The second step involves evaluating the technical and economic potential for alternate modes of transportation to be used in the absence of the proposed project.

Rail transport is the alternative. The assessment is therefore required to evaluate whether rail transport would be an economically viable method to transport the increased bitumen production to market, and must look at the “economic and technical potential” of the alternate mode of transport. Rail transport is more expensive than pipelines (about US$10 more per barrel, according to the assessment).
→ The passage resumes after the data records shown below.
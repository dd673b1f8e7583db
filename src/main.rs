use clap::{Parser, Subcommand};
use std::sync::Arc;
use tokio::io::{AsyncBufReadExt, BufReader};
use tracing_subscriber::EnvFilter;

use rasbot::application::errors::{BotError, ConfigError};
use rasbot::application::messaging::MessageDispatcher;
use rasbot::application::services::Session;
use rasbot::domain::traits::{AuthProvider, ConfigStore};
use rasbot::infrastructure::adapters::ConsoleAdapter;
use rasbot::infrastructure::auth::StaticAuth;
use rasbot::infrastructure::config::Config;
use rasbot::infrastructure::plugins::ModuleLoader;
use rasbot::infrastructure::storage::JsonFileStore;

#[derive(Parser)]
#[command(name = "rasbot")]
#[command(about = "A modular chat bot with template commands", long_about = None)]
struct Cli {
    #[command(subcommand)]
    command: Commands,

    /// Config file path
    #[arg(short, long, default_value = "config.yaml", global = true)]
    config: String,

    /// Only run this channel (id or name)
    #[arg(long, global = true)]
    channel: Option<String>,

    /// Log at debug level unless RUST_LOG says otherwise
    #[arg(short, long, global = true)]
    debug: bool,
}

#[derive(Subcommand)]
enum Commands {
    /// Start the bot
    Run,
    /// Show version
    Version,
    /// Generate default config
    InitConfig,
}

/// A running channel: its console and the dispatcher feeding its session
struct Channel {
    console: Arc<ConsoleAdapter>,
    dispatcher: MessageDispatcher,
}

fn main() {
    let cli = Cli::parse();

    // Initialize logging
    let default_level = if cli.debug { "debug" } else { "info" };
    tracing_subscriber::fmt()
        .with_target(false)
        .with_env_filter(
            EnvFilter::try_from_default_env().unwrap_or_else(|_| EnvFilter::new(default_level)),
        )
        .init();

    match cli.command {
        Commands::Run => {
            if let Err(e) = run_bot(&cli.config, cli.channel.as_deref()) {
                tracing::error!("{}", e);
                std::process::exit(1);
            }
        }
        Commands::Version => {
            println!("rasbot v{}", env!("CARGO_PKG_VERSION"));
        }
        Commands::InitConfig => {
            init_config();
        }
    }
}

fn run_bot(config_path: &str, only: Option<&str>) -> Result<(), BotError> {
    // Load config
    let config = if std::path::Path::new(config_path).exists() {
        Config::load(config_path).unwrap_or_else(|e| {
            tracing::warn!("Failed to load config: {}, using defaults", e);
            Config::load_env()
        })
    } else {
        Config::load_env()
    };

    tracing::info!("Starting rasbot: {}", config.bot.name);

    let rt = tokio::runtime::Runtime::new()
        .map_err(|e| BotError::Internal(format!("failed to start runtime: {}", e)))?;
    rt.block_on(run_channels(config, only))
}

async fn run_channels(config: Config, only: Option<&str>) -> Result<(), BotError> {
    let store: Arc<dyn ConfigStore> = Arc::new(JsonFileStore::new(&config.bot.data_dir));
    let auth: Option<Arc<dyn AuthProvider>> = StaticAuth::from_config(&config.auth)
        .map(|a| Arc::new(a) as Arc<dyn AuthProvider>);

    let entries = config.channels(only);
    if entries.is_empty() {
        return Err(ConfigError::InvalidValue(format!(
            "no channel to run{}",
            only.map(|o| format!(" matching '{}'", o)).unwrap_or_default()
        ))
        .into());
    }

    let mut channels = Vec::new();
    for entry in entries {
        let console = Arc::new(ConsoleAdapter::new(&entry.name));

        let mut builder = Session::builder(&entry.id, store.clone(), console.clone())
            .delimiter(config.bot.mention_delimiter)
            .default_prefix(&config.bot.default_prefix)
            .loader(ModuleLoader::new(&config.modules.directory));
        if let Some(auth) = &auth {
            builder = builder.auth(auth.clone());
        }

        let session = builder.build()?;
        tracing::info!(
            "Joined #{} ({}) with prefix '{}' and {} command(s)",
            entry.name,
            entry.id,
            session.prefix(),
            session.commands().len()
        );
        channels.push(Channel {
            console,
            dispatcher: MessageDispatcher::new(session),
        });
    }

    tracing::info!("Type lines as 'name[@role]: text'; start with '#channel' to pick a channel");

    let mut lines = BufReader::new(tokio::io::stdin()).lines();
    loop {
        tokio::select! {
            line = lines.next_line() => match line {
                Ok(Some(line)) => route_line(&channels, &line),
                Ok(None) => break,
                Err(e) => {
                    tracing::error!("Failed to read stdin: {}", e);
                    break;
                }
            },
            _ = tokio::signal::ctrl_c() => {
                tracing::info!("Interrupted, tearing down modules");
                break;
            }
        }
    }

    for channel in &channels {
        channel.dispatcher.session().shutdown();
    }
    Ok(())
}

/// Hand a console line to its channel; the first channel unless `#name` leads
fn route_line(channels: &[Channel], line: &str) {
    let (target, line) = match line.trim_start().strip_prefix('#') {
        Some(rest) => {
            let (name, rest) = rest.split_once(char::is_whitespace).unwrap_or((rest, ""));
            let found = channels
                .iter()
                .find(|c| c.console.channel() == name || c.dispatcher.session().id() == name);
            match found {
                Some(channel) => (channel, rest),
                None => {
                    tracing::warn!("No channel named {}", name);
                    return;
                }
            }
        }
        None => match channels.first() {
            Some(channel) => (channel, line),
            None => return,
        },
    };

    if let Some((author, text)) = target.console.parse_line(line) {
        target.dispatcher.handle_line(author, &text);
    }
}

fn init_config() {
    match Config::default().to_yaml() {
        Ok(yaml) => {
            println!("{}", yaml);
            println!("\nSave this to config.yaml and adjust as needed.");
        }
        Err(e) => tracing::error!("Failed to render default config: {}", e),
    }
}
The crucial question is whether long-term oil prices will be high enough to cover the extra cost of rail “in the absence of the proposed project.” The Kinder Morgan report found that, provided oil prices are $80 per barrel or higher over the long-term, rail transport will be a viable alternative.

The March 18, 2016 notice was absolutely clear on how the assessment should proceed:

As an example, when considering whether Canadian GHG emissions would increase as a result of a crude oil pipeline project, the primary factor will be the potential increase in Canadian upstream oil production that would be expected to occur if the pipeline were not built.
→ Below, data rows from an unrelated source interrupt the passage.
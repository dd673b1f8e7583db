//! Application layer errors

use thiserror::Error;

use crate::domain::entities::MAX_COOLDOWN;

/// General bot errors
#[derive(Error, Debug)]
pub enum BotError {
    #[error("Configuration error: {0}")]
    Config(#[from] ConfigError),

    #[error("Storage error: {0}")]
    Storage(#[from] StorageError),

    #[error("{0}")]
    Command(#[from] CommandError),

    #[error("{0}")]
    Module(#[from] ModuleError),

    #[error("Chat error: {0}")]
    Chat(String),

    #[error("Internal error: {0}")]
    Internal(String),
}

/// Command registry and execution errors
#[derive(Error, Debug)]
pub enum CommandError {
    #[error("invalid command name '{0}'")]
    InvalidName(String),

    #[error("invalid cooldown {0}, must be between 0 and {max} seconds", max = MAX_COOLDOWN)]
    InvalidCooldown(i64),

    #[error("unknown command field '{0}'")]
    UnknownField(String),

    #[error("invalid value '{value}' for field '{field}'")]
    InvalidValue { field: String, value: String },

    #[error("command {0} does not exist")]
    NotFound(String),

    #[error(transparent)]
    Module(#[from] ModuleError),

    #[error("Internal error: {0}")]
    Internal(String),
}

/// Module lifecycle and invocation errors
#[derive(Error, Debug)]
pub enum ModuleError {
    #[error("module {0} does not exist")]
    NotFound(String),

    #[error("module {0} has no module entry point")]
    Invalid(String),

    #[error("module {0} is not loaded")]
    NotLoaded(String),

    #[error("module {0} has faulted")]
    Faulted(String),

    #[error("module {module} failed: {reason}")]
    Failed { module: String, reason: String },

    #[error("module config error: {0}")]
    Storage(#[from] StorageError),
}

impl ModuleError {
    pub fn failed(module: impl Into<String>, reason: impl ToString) -> Self {
        ModuleError::Failed {
            module: module.into(),
            reason: reason.to_string(),
        }
    }
}

/// Storage errors
#[derive(Error, Debug)]
pub enum StorageError {
    #[error("IO error: {0}")]
    Io(#[from] std::io::Error),

    #[error("Serialization error: {0}")]
    Serialization(String),

    #[error("Lock poisoned: {0}")]
    Poisoned(String),
}

impl From<serde_json::Error> for StorageError {
    fn from(e: serde_json::Error) -> Self {
        StorageError::Serialization(e.to_string())
    }
}

/// Configuration errors
#[derive(Error, Debug)]
pub enum ConfigError {
    #[error("Missing required field: {0}")]
    MissingField(String),

    #[error("Invalid value: {0}")]
    InvalidValue(String),

    #[error("Parse error: {0}")]
    Parse(String),
}
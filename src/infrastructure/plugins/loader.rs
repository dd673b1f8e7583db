//! Module loader - Dynamically loads modules from shared libraries

use std::path::{Path, PathBuf};
use std::sync::Mutex;
use libloading::{Library, Symbol};
use once_cell::sync::Lazy;

use crate::application::errors::ModuleError;
use crate::application::messaging::template::is_identifier;
use crate::plugins::trait_def::ModuleFactory;
use super::manifest::{ModuleManifest, MANIFEST_FILE};

/// Entry point every module library must export
pub const MODULE_INIT_SYMBOL: &[u8] = b"rasbot_module_init";

/// Function signature for the module entry point
pub type ModuleInitFn = unsafe extern "C" fn() -> *mut Box<dyn ModuleFactory>;

// Libraries stay mapped for the life of the process: an aborted background
// unit may still hold module code after teardown.
static LIBRARIES: Lazy<Mutex<Vec<Library>>> = Lazy::new(|| Mutex::new(Vec::new()));

/// Export a module factory from a shared library
#[macro_export]
macro_rules! export_module {
    ($factory:expr) => {
        #[no_mangle]
        pub extern "C" fn rasbot_module_init() -> *mut Box<dyn $crate::plugins::ModuleFactory> {
            let factory: Box<dyn $crate::plugins::ModuleFactory> = Box::new($factory);
            Box::into_raw(Box::new(factory))
        }
    };
}

/// The factory exported by a module library
pub struct LoadedLibrary {
    factory: Box<dyn ModuleFactory>,
    manifest: ModuleManifest,
}

impl LoadedLibrary {
    pub fn factory(&self) -> &dyn ModuleFactory {
        self.factory.as_ref()
    }

    pub fn manifest(&self) -> &ModuleManifest {
        &self.manifest
    }
}

/// Module loader
pub struct ModuleLoader {
    module_dir: PathBuf,
}

impl ModuleLoader {
    pub fn new(module_dir: impl Into<PathBuf>) -> Self {
        Self {
            module_dir: module_dir.into(),
        }
    }

    pub fn module_dir(&self) -> &Path {
        &self.module_dir
    }

    /// Load the module library for `name` from `<module-dir>/<name>/`
    pub fn load(&self, name: &str) -> Result<LoadedLibrary, ModuleError> {
        if !is_identifier(name) {
            return Err(ModuleError::NotFound(name.to_string()));
        }

        let path = self.module_dir.join(name);
        if !path.is_dir() {
            return Err(ModuleError::NotFound(name.to_string()));
        }

        // Load manifest
        let manifest_path = path.join(MANIFEST_FILE);
        if !manifest_path.exists() {
            tracing::warn!("Missing {} in {}", MANIFEST_FILE, path.display());
            return Err(ModuleError::Invalid(name.to_string()));
        }

        let manifest = ModuleManifest::from_file(name, &manifest_path)?;

        // Resolve library path
        let library_path = match &manifest.library {
            Some(lib) => path.join(lib),
            None => path.join(libloading::library_filename(format!("rasbot_{}", name))),
        };

        if !library_path.exists() {
            tracing::warn!("Library not found: {}", library_path.display());
            return Err(ModuleError::Invalid(name.to_string()));
        }

        // Load the library
        let library = unsafe {
            Library::new(&library_path)
                .map_err(|e| ModuleError::failed(name, format!("Failed to load library: {}", e)))?
        };

        // Get the init function
        let factory = {
            let init_fn: Symbol<ModuleInitFn> = unsafe {
                library.get(MODULE_INIT_SYMBOL).map_err(|e| {
                    tracing::warn!("{} has no entry point: {}", library_path.display(), e);
                    ModuleError::Invalid(name.to_string())
                })?
            };

            let factory_ptr = unsafe { init_fn() };
            if factory_ptr.is_null() {
                return Err(ModuleError::failed(name, "module init returned null"));
            }
            unsafe { *Box::from_raw(factory_ptr) }
        };

        tracing::info!("Loaded module library: {} v{}", manifest.name, manifest.version);

        LIBRARIES
            .lock()
            .map_err(|_| ModuleError::failed(name, "library list lock poisoned"))?
            .push(library);

        Ok(LoadedLibrary { factory, manifest })
    }
}

#[cfg(test)]
mod tests {
    use super::*;

    #[test]
    fn test_missing_directory_is_not_found() {
        let dir = tempfile::tempdir().unwrap();
        let loader = ModuleLoader::new(dir.path());

        assert!(matches!(loader.load("ghost"), Err(ModuleError::NotFound(n)) if n == "ghost"));
    }

    #[test]
    fn test_only_plain_names_are_resolved() {
        let dir = tempfile::tempdir().unwrap();
        let sibling = dir.path().join("sibling");
        std::fs::create_dir(&sibling).unwrap();
        std::fs::write(sibling.join(MANIFEST_FILE), "name: sibling\nversion: 0.1.0\n").unwrap();
        let loader = ModuleLoader::new(dir.path().join("modules"));

        assert!(matches!(loader.load("../sibling"), Err(ModuleError::NotFound(_))));
    }

    #[test]
    fn test_directory_without_manifest_is_invalid() {
        let dir = tempfile::tempdir().unwrap();
        std::fs::create_dir(dir.path().join("empty")).unwrap();
        let loader = ModuleLoader::new(dir.path());

        assert!(matches!(loader.load("empty"), Err(ModuleError::Invalid(_))));
    }

    #[test]
    fn test_manifest_without_library_is_invalid() {
        let dir = tempfile::tempdir().unwrap();
        let module_dir = dir.path().join("weather");
        std::fs::create_dir(&module_dir).unwrap();
        std::fs::write(module_dir.join(MANIFEST_FILE), "name: weather\nversion: 0.1.0\n").unwrap();
        let loader = ModuleLoader::new(dir.path());

        assert!(matches!(loader.load("weather"), Err(ModuleError::Invalid(_))));
    }

    #[test]
    fn test_unloadable_library_is_a_load_failure() {
        let dir = tempfile::tempdir().unwrap();
        let module_dir = dir.path().join("broken");
        std::fs::create_dir(&module_dir).unwrap();
        std::fs::write(
            module_dir.join(MANIFEST_FILE),
            "name: broken\nversion: 0.1.0\nlibrary: broken.so\n",
        )
        .unwrap();
        std::fs::write(module_dir.join("broken.so"), b"not a library").unwrap();
        let loader = ModuleLoader::new(dir.path());

        assert!(matches!(loader.load("broken"), Err(ModuleError::Failed { .. })));
    }
}
//! Domain layer - Core business logic with no external dependencies
//! 
//! This layer contains:
//! - Entities: Core business objects (Author, Message, Command)
//! - Traits: Abstractions for collaborators (chat, auth, config storage, session)

pub mod entities;
pub mod traits;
Therefore, if rail transport is an economically viable alternative, then the assessment is obliged to decide that the increased production that will be carried in the proposed pipeline will be produced anyway, even if the pipeline were not built. In that case, the new pipeline would not make emissions any worse – because the increased production would still occur even if the new pipeline were not approved. In that case, the pipeline will not “cause” any “incremental” emissions, according to the terminology.

Of course, in reality, emissions will increase if production grows. The Kinder Morgan assessment found that the amount of increased bitumen production carried by expanded pipeline capacity would account for an additional 13 Mt to 15 Mt of greenhouse gas emissions per year (which would represent about a 20% increase of the industry’s total emissions, based on the 2015 level) – a significant increase in our total emissions.
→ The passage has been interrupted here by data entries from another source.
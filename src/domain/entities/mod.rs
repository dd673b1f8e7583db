//! Domain entities - Core business objects with no external dependencies

pub mod author;
pub mod message;
pub mod command;

pub use author::{Author, Privilege, Roles};
pub use message::{Invocation, Message};
pub use command::{Command, CommandField, CommandRegistry, DEFAULT_COOLDOWN, MAX_COOLDOWN};
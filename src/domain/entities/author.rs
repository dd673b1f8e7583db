use serde::{Deserialize, Serialize};
use std::fmt;
use std::str::FromStr;

/// Chat participant access level, lowest to highest
#[derive(Debug, Clone, Copy, Default, PartialEq, Eq, PartialOrd, Ord, Hash, Serialize, Deserialize)]
#[serde(rename_all = "lowercase")]
pub enum Privilege {
    #[default]
    User,
    #[serde(alias = "subscriber")]
    Sub,
    Vip,
    #[serde(alias = "moderator")]
    Mod,
    #[serde(alias = "owner", alias = "broadcaster")]
    Host,
}

impl Privilege {
    pub const ALL: [Privilege; 5] = [
        Privilege::User,
        Privilege::Sub,
        Privilege::Vip,
        Privilege::Mod,
        Privilege::Host,
    ];

    pub fn as_str(&self) -> &'static str {
        match self {
            Privilege::User => "User",
            Privilege::Sub => "Sub",
            Privilege::Vip => "VIP",
            Privilege::Mod => "Mod",
            Privilege::Host => "Host",
        }
    }
}

impl fmt::Display for Privilege {
    fn fmt(&self, f: &mut fmt::Formatter<'_>) -> fmt::Result {
        f.write_str(self.as_str())
    }
}

impl FromStr for Privilege {
    type Err = String;

    fn from_str(s: &str) -> Result<Self, Self::Err> {
        match s.trim().to_lowercase().as_str() {
            "user" | "everyone" | "none" => Ok(Privilege::User),
            "sub" | "subscriber" => Ok(Privilege::Sub),
            "vip" => Ok(Privilege::Vip),
            "mod" | "moderator" => Ok(Privilege::Mod),
            "host" | "owner" | "broadcaster" => Ok(Privilege::Host),
            other => Err(format!("unknown privilege '{}'", other)),
        }
    }
}

/// Platform roles reported for the sender of a chat line
#[derive(Debug, Clone, Copy, Default, PartialEq, Eq, Hash)]
pub struct Roles {
    pub subscriber: bool,
    pub vip: bool,
    pub moderator: bool,
    pub host: bool,
}

impl Roles {
    /// Collapse the role flags into the highest privilege they grant
    pub fn privilege(&self) -> Privilege {
        if self.host {
            Privilege::Host
        } else if self.moderator {
            Privilege::Mod
        } else if self.vip {
            Privilege::Vip
        } else if self.subscriber {
            Privilege::Sub
        } else {
            Privilege::User
        }
    }

    /// Roles that grant exactly `privilege`
    pub fn from_privilege(privilege: Privilege) -> Self {
        Self {
            subscriber: privilege == Privilege::Sub,
            vip: privilege == Privilege::Vip,
            moderator: privilege == Privilege::Mod,
            host: privilege == Privilege::Host,
        }
    }
}

/// The sender of a chat line
#[derive(Debug, Clone, PartialEq, Eq, Hash)]
pub struct Author {
    pub name: String,
    pub id: String,
    pub roles: Roles,
}

impl Author {
    pub fn new(name: impl Into<String>, id: impl Into<String>) -> Self {
        Self {
            name: name.into(),
            id: id.into(),
            roles: Roles::default(),
        }
    }

    pub fn with_roles(mut self, roles: Roles) -> Self {
        self.roles = roles;
        self
    }

    pub fn with_privilege(mut self, privilege: Privilege) -> Self {
        self.roles = Roles::from_privilege(privilege);
        self
    }

    pub fn privilege(&self) -> Privilege {
        self.roles.privilege()
    }
}

impl fmt::Display for Author {
    fn fmt(&self, f: &mut fmt::Formatter<'_>) -> fmt::Result {
        write!(f, "{}", self.name)
    }
}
However, in line with the methodology, the Kinder Morgan assessment was able to show that the amount of “incremental” emissions caused by the Kinder Morgan expansion will be “minimal”: (see Report, Table 8, p. 39). Evidence was available to establish that long-term oil prices will increase to about US$78 per barrel by 2020, and will continue to rise gradually to US$102 by 2040. The assessment therefore concluded that the pipeline would cause only minimal “incremental” emissions, because the same amount of production increase (and the same emissions growth) would occur if the pipeline were not built – because rail transport would be viable as an alternate form of transport.

On the basis of that reasoning, the November 25, 2016 report to the government advised that incremental emissions from building the pipeline would be “minimal”.

In truth, the accumulating concentration of CO2 emissions in the atmosphere is the problem we are trying to solve. In light of that problem, the distinction between pipelines and rail transport is meaningless. If we increase production by 590,000 bpd (the increased capacity added by the Kinder Morgan expansion), Canada’s total emissions will increase by 13 Mt to 15 Mt – whether the increased output is shipped by pipeline or shipped by rail.

A second pipeline expansion project, called Line 3, was also given final approval on November 29, 2016, the same day as the Kinder Morgan approval. It adds 370,000 bpd of new capacity. Line 3 is routed from Alberta to Superior, Wisconsin. The emissions assessment for Line 5 found that the additional emissions associated with the increased volume of production carried by line 3 would be approximately 10 Mt to 13 Mt of CO2eq per year. Therefore, the combined new capacity of both Kinder Morgan and Line 3 (960,000 bpd) will generate between 22 Mt and 28 Mt of additional GHG emissions per year. However, the upstream emissions assessment for the Line 3 project followed the same methodology, leading to an identical finding that, provided long-term oil prices reach about US$80, “incremental emissions” will be minimal.